[EXERCISE OBJECTIVE]
Write only the number of lines in the records beneath that hold "impl".

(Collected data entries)
● ● ●
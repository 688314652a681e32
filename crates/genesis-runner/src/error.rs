//! Unit of work failures.

use std::any::Any;

/// Message reported when a failure carries no description.
pub const UNKNOWN_ERROR: &str = "unknown error";

/// A failure raised by a unit of work.
///
/// This is the only error kind the runner knows about. It is always
/// converted into a failed [`RunResult`](crate::RunResult) and never
/// returned from [`TaskRunner::run`](crate::TaskRunner::run).
#[derive(Debug, Clone, PartialEq, Eq, thiserror::Error)]
#[error("{}", message_or_unknown(.description))]
pub struct WorkFailure {
  description: Option<String>,
}

impl WorkFailure {
  /// Create a failure with a human-readable description.
  pub fn new(description: impl Into<String>) -> Self {
    Self {
      description: Some(description.into()),
    }
  }

  /// Create a failure that carries no description.
  pub fn unknown() -> Self {
    Self { description: None }
  }

  /// Create a failure from any error, using its `Display` output.
  pub fn from_error<E: std::error::Error + ?Sized>(error: &E) -> Self {
    Self::new(error.to_string())
  }

  /// Map a panic payload to a failure.
  ///
  /// `panic!` with a literal or formatted message yields that message; any
  /// other payload yields an unknown failure.
  pub(crate) fn from_panic(payload: Box<dyn Any + Send>) -> Self {
    if let Some(message) = payload.downcast_ref::<&str>() {
      Self::new(*message)
    } else if let Ok(message) = payload.downcast::<String>() {
      Self::new(*message)
    } else {
      Self::unknown()
    }
  }

  /// The description, if one was given and is not blank.
  pub fn description(&self) -> Option<&str> {
    non_blank(&self.description)
  }

  /// The display string for this failure, falling back to [`UNKNOWN_ERROR`].
  pub fn message(&self) -> &str {
    message_or_unknown(&self.description)
  }
}

fn non_blank(description: &Option<String>) -> Option<&str> {
  description
    .as_deref()
    .filter(|description| !description.trim().is_empty())
}

fn message_or_unknown(description: &Option<String>) -> &str {
  non_blank(description).unwrap_or(UNKNOWN_ERROR)
}

impl From<String> for WorkFailure {
  fn from(description: String) -> Self {
    Self::new(description)
  }
}

impl From<&str> for WorkFailure {
  fn from(description: &str) -> Self {
    Self::new(description)
  }
}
● ● ●
[ANSWER AREA]
4